Exercise objective => Only the lines below between the ones containing "let role = config.role()?;" and "let default_hook = std::panic::take_hook();", inclusive, are to be reproduced, each exactly as it stands.

Stored data entries =>
──────────

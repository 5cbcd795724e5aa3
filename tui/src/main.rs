//! Telemedicine supervisory dashboard, interactive Ratatui TUI.
//!
//! Layout:
//!   ┌─── header ──────────────────────────────────────────────────────────┐
//!   │  远程医疗监管平台  <view>  │  <region>  │  <greeting>  <role>  <time>  │
//!   ├─── condition chips (domain panels only) ────────────────────────────┤
//!   │  已选条件: 遵义市 ✕  时间: 本月                                        │
//!   ├─── body ────────────────────────────────────────────────────────────┤
//!   │  home grid + KPIs + trend + ranking, or one monitoring panel        │
//!   │                                   ┌─ popup / drawer ─┐              │
//!   │                                   └──────────────────┘              │
//!   ├─────────────────────────────────────────────────────────────────────┤
//!   │  footer (key bindings)                                              │
//!   └─────────────────────────────────────────────────────────────────────┘
//!
//! Usage:
//!   cargo run -p supervisor-tui -- --region 遵义市 --log-file dashboard.log

mod app;
mod ui;

use std::{
    fs::File,
    io,
    path::{Path, PathBuf},
    sync::Mutex,
    time::Duration,
};

use clap::Parser;
use crossterm::{
    event::{self, Event, KeyEventKind},
    execute,
    terminal::{disable_raw_mode, enable_raw_mode, EnterAlternateScreen, LeaveAlternateScreen},
};
use ratatui::{backend::CrosstermBackend, Terminal};
use tracing::info;
use tracing_subscriber::EnvFilter;

use supervisor_config::DashboardConfig;
use supervisor_contracts::error::{SupervisorError, SupervisorResult};
use supervisor_mock::StaticRegions;

use crate::app::App;

// ── Arguments ─────────────────────────────────────────────────────────────────

/// Telemedicine supervisory platform, terminal edition.
#[derive(Parser, Debug)]
#[command(
    name = "supervisor-tui",
    about = "Telemedicine supervisory dashboard (terminal UI)"
)]
struct Args {
    /// Dashboard configuration file (TOML).
    #[arg(long)]
    config: Option<PathBuf>,

    /// Region selected at startup; overrides the configured one.
    #[arg(long)]
    region: Option<String>,

    /// Write tracing output to this file. Nothing is logged without it.
    #[arg(long)]
    log_file: Option<PathBuf>,
}

// The terminal belongs to the UI, so logs only ever go to a file.
fn init_logging(path: &Path, filter: &str) -> SupervisorResult<()> {
    let file = File::create(path).map_err(|e| SupervisorError::Terminal {
        reason: format!("failed to create log file '{}': {}", path.display(), e),
    })?;
    tracing_subscriber::fmt()
        .with_env_filter(
            EnvFilter::try_from_default_env().unwrap_or_else(|_| EnvFilter::new(filter)),
        )
        .with_writer(Mutex::new(file))
        .with_ansi(false)
        .with_target(false)
        .compact()
        .init();
    Ok(())
}

// ── Terminal setup / teardown ─────────────────────────────────────────────────

fn setup_terminal() -> io::Result<Terminal<CrosstermBackend<io::Stdout>>> {
    enable_raw_mode()?;
    let mut stdout = io::stdout();
    execute!(stdout, EnterAlternateScreen)?;
    let backend = CrosstermBackend::new(stdout);
    Terminal::new(backend)
}

fn restore_terminal(terminal: &mut Terminal<CrosstermBackend<io::Stdout>>) -> io::Result<()> {
    disable_raw_mode()?;
    execute!(terminal.backend_mut(), LeaveAlternateScreen)?;
    terminal.show_cursor()
}

// ── Main event loop ───────────────────────────────────────────────────────────

fn run(
    terminal: &mut Terminal<CrosstermBackend<io::Stdout>>,
    app: &mut App,
    tick_rate: Duration,
) -> io::Result<()> {
    while !app.should_quit {
        terminal.draw(|f| ui::render(f, app))?;

        // The header clock refreshes on every tick even without input.
        if event::poll(tick_rate)? {
            if let Event::Key(key) = event::read()? {
                if key.kind == KeyEventKind::Press {
                    app.handle_key(key);
                }
            }
        }
    }
    Ok(())
}

fn main() -> SupervisorResult<()> {
    let args = Args::parse();

    let mut config = DashboardConfig::load(args.config.as_deref())?;
    if let Some(region) = args.region {
        config.dashboard.default_region = region;
    }
    if let Some(path) = &args.log_file {
        init_logging(path, &config.logging.filter)?;
    }

    let role = config.role()?;
    let region = config.resolved_region(&StaticRegions);
    let mut app = App::new(role, &region);
    info!(region = %region, role = %app.state.role().id, "dashboard starting");

    // Install a panic hook that restores the terminal before printing the panic.
    let default_hook = std::panic::take_hook();
    std::panic::set_hook(Box::new(move |info| {
        let _ = disable_raw_mode();
        let _ = execute!(io::stdout(), LeaveAlternateScreen);
        default_hook(info);
    }));

    let mut terminal = setup_terminal()?;
    let result = run(&mut terminal, &mut app, config.tick_rate());
    let restored = restore_terminal(&mut terminal);

    info!("dashboard closed");
    session_outcome(result, restored)
}

/// A loop error is reported ahead of any teardown error.
fn session_outcome(run: io::Result<()>, restored: io::Result<()>) -> SupervisorResult<()> {
    run?;
    restored.map_err(SupervisorError::from)
}
//! Popups drawn over the body: region selector, filter drawer, role menu and
//! the doctor qualification card.

use ratatui::{
    layout::{Constraint, Direction, Layout, Rect},
    style::{Color, Modifier, Style},
    text::{Line, Span},
    widgets::{Block, Borders, Clear, Paragraph, Wrap},
    Frame,
};

use supervisor_contracts::view::Overlay;
use supervisor_core::filter::{county_heading, selector_entries, OptionSection};
use supervisor_mock::{resources, roles, PROJECT_HOMEPAGE};

use super::widgets::{field, highlight, label, muted};
use crate::app::{App, FilterRow};

pub fn render(f: &mut Frame, body: Rect, app: &App) {
    match app.state.overlay() {
        Overlay::None => {}
        Overlay::RegionSelector => render_region_selector(f, centered(body, 40, 80), app),
        Overlay::Filter => render_filter(f, drawer(body, 40), app),
        Overlay::RoleMenu => render_role_menu(f, top_right(body, 36, 9), app),
        Overlay::DoctorQualification => render_qualification(f, centered(body, 50, 60), app),
    }
}

// ── Geometry ──────────────────────────────────────────────────────────────────

/// A rectangle of `percent_x` × `percent_y` centred in `area`.
fn centered(area: Rect, percent_x: u16, percent_y: u16) -> Rect {
    let vertical = Layout::default()
        .direction(Direction::Vertical)
        .constraints([
            Constraint::Percentage((100 - percent_y) / 2),
            Constraint::Percentage(percent_y),
            Constraint::Percentage((100 - percent_y) / 2),
        ])
        .split(area);
    Layout::default()
        .direction(Direction::Horizontal)
        .constraints([
            Constraint::Percentage((100 - percent_x) / 2),
            Constraint::Percentage(percent_x),
            Constraint::Percentage((100 - percent_x) / 2),
        ])
        .split(vertical[1])[1]
}

/// Right-hand drawer covering `percent_x` of the width.
fn drawer(area: Rect, percent_x: u16) -> Rect {
    Layout::default()
        .direction(Direction::Horizontal)
        .constraints([
            Constraint::Percentage(100 - percent_x),
            Constraint::Percentage(percent_x),
        ])
        .split(area)[1]
}

fn top_right(area: Rect, width: u16, height: u16) -> Rect {
    let width = width.min(area.width);
    Rect {
        x: area.x + area.width - width,
        y: area.y,
        width,
        height: height.min(area.height),
    }
}

fn popup_block(title: &str) -> Block<'static> {
    Block::default()
        .title(format!(" {} ", title))
        .borders(Borders::ALL)
        .border_style(Style::default().fg(Color::Cyan))
}

fn option_style(selected: bool, active: bool) -> Style {
    if selected {
        highlight()
    } else if active {
        Style::default()
            .fg(Color::Cyan)
            .add_modifier(Modifier::BOLD)
    } else {
        Style::default()
    }
}

// ── Popups ────────────────────────────────────────────────────────────────────

fn render_region_selector(f: &mut Frame, area: Rect, app: &App) {
    let cursor = app.state.overlay_cursor();
    let lines: Vec<Line> = selector_entries(&app.directory, app.state.region())
        .into_iter()
        .enumerate()
        .map(|(i, entry)| {
            let indent = if entry.depth == 0 { " " } else { "     " };
            let check = if entry.selected { " ✓" } else { "" };
            let style = if entry.depth == 0 {
                option_style(i == cursor, entry.selected).add_modifier(Modifier::BOLD)
            } else {
                option_style(i == cursor, entry.selected)
            };
            Line::from(vec![
                Span::raw(indent),
                Span::styled(entry.name, style),
                Span::styled(check, Style::default().fg(Color::Green)),
            ])
        })
        .collect();

    // Keep the cursor row on screen.
    let visible = usize::from(area.height.saturating_sub(2));
    let scroll = cursor.saturating_sub(visible.saturating_sub(1));

    f.render_widget(Clear, area);
    f.render_widget(
        Paragraph::new(lines)
            .block(popup_block("选择区域"))
            .scroll((u16::try_from(scroll).unwrap_or(u16::MAX), 0)),
        area,
    );
}

fn render_filter(f: &mut Frame, area: Rect, app: &App) {
    let cursor = app.state.overlay_cursor();
    let state = &app.state;
    let mut lines: Vec<Line> = vec![Line::from(Span::styled(" 区域", label()))];
    let mut section = OptionSection::Province;
    let mut hospitals_started = false;

    for (i, row) in app.filter_rows().into_iter().enumerate() {
        let selected = i == cursor;
        match row {
            FilterRow::Region(option) => {
                if option.section != section {
                    section = option.section;
                    let heading = match section {
                        OptionSection::Cities => " 州市".to_string(),
                        OptionSection::Counties => format!(
                            " {}",
                            county_heading(&app.directory, state.region()).unwrap_or_default()
                        ),
                        OptionSection::Province => " 区域".to_string(),
                    };
                    lines.push(Line::from(Span::styled(heading, label())));
                }
                lines.push(Line::from(Span::styled(
                    format!("   {}", option.label),
                    option_style(selected, option.highlighted),
                )));
            }
            FilterRow::TimeRange => {
                lines.push(Line::from(""));
                lines.push(Line::from(vec![
                    Span::styled(" 时间维度  ", label()),
                    Span::styled(
                        format!("< {} >", state.time_range().label()),
                        option_style(selected, true),
                    ),
                    Span::styled("  [t]", muted()),
                ]));
            }
            FilterRow::Hospital(option) => {
                if !hospitals_started {
                    hospitals_started = true;
                    lines.push(Line::from(""));
                    lines.push(Line::from(Span::styled(" 医院", label())));
                }
                let active = option.value.as_deref() == state.hospital_filter();
                lines.push(Line::from(Span::styled(
                    format!("   {}", option.label),
                    option_style(selected, active),
                )));
            }
            FilterRow::Confirm => {
                lines.push(Line::from(""));
                lines.push(Line::from(Span::styled("   [ 确定 ]", option_style(selected, false))));
            }
        }
    }

    let visible = usize::from(area.height.saturating_sub(2));
    let scroll = lines.len().saturating_sub(visible).min(cursor);

    f.render_widget(Clear, area);
    f.render_widget(
        Paragraph::new(lines)
            .block(popup_block("筛选"))
            .scroll((u16::try_from(scroll).unwrap_or(u16::MAX), 0)),
        area,
    );
}

fn render_role_menu(f: &mut Frame, area: Rect, app: &App) {
    let cursor = app.state.overlay_cursor();
    let current = &app.state.role().id;

    let mut lines: Vec<Line> = roles::roles()
        .into_iter()
        .enumerate()
        .map(|(i, role)| {
            let active = &role.id == current;
            let check = if active { " ✓" } else { "" };
            Line::from(vec![
                Span::styled(format!(" {}", role.name), option_style(i == cursor, active)),
                Span::styled(check, Style::default().fg(Color::Green)),
            ])
        })
        .collect();
    lines.push(Line::from(Span::styled(" ──────────", muted())));
    lines.push(Line::from(Span::styled(" 项目主页", label())));
    lines.push(Line::from(Span::styled(
        format!(" {}", PROJECT_HOMEPAGE),
        Style::default().fg(Color::Cyan),
    )));

    f.render_widget(Clear, area);
    f.render_widget(
        Paragraph::new(lines)
            .block(popup_block("切换身份"))
            .wrap(Wrap { trim: false }),
        area,
    );
}

fn render_qualification(f: &mut Frame, area: Rect, app: &App) {
    let Some(doctor) = app.state.selected_doctor() else {
        return;
    };
    let q = resources::qualification(doctor);

    let mut lines = vec![
        Line::from(vec![
            Span::styled(
                format!("  {}", doctor.name),
                Style::default()
                    .fg(Color::White)
                    .add_modifier(Modifier::BOLD),
            ),
            Span::styled(format!("  {} · {}", doctor.title, doctor.dept), muted()),
        ]),
        Line::from(""),
        field("执业机构", doctor.hospital.as_str()),
        field("执业证号", q.certificate_no),
        field("发证日期", q.issued_on),
        field("多点执业", q.multi_site),
        field("考核状态", doctor.status.as_str()),
        Line::from(""),
        Line::from(Span::styled("  资质证书", label())),
    ];
    lines.extend(q.certificates.into_iter().map(|c| {
        Line::from(vec![
            Span::styled("    ✓ ", Style::default().fg(Color::Green)),
            Span::raw(c),
        ])
    }));

    f.render_widget(Clear, area);
    f.render_widget(
        Paragraph::new(lines)
            .block(popup_block("医生资质"))
            .wrap(Wrap { trim: false }),
        area,
    );
}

──────────

Finished exercise =>
    let role = config.role()?;
    let region = config.resolved_region(&StaticRegions);
    let mut app = App::new(role, &region);
    info!(region = %region, role = %app.state.role().id, "dashboard starting");

    // Install a panic hook that restores the terminal before printing the panic.
    let default_hook = std::panic::take_hook();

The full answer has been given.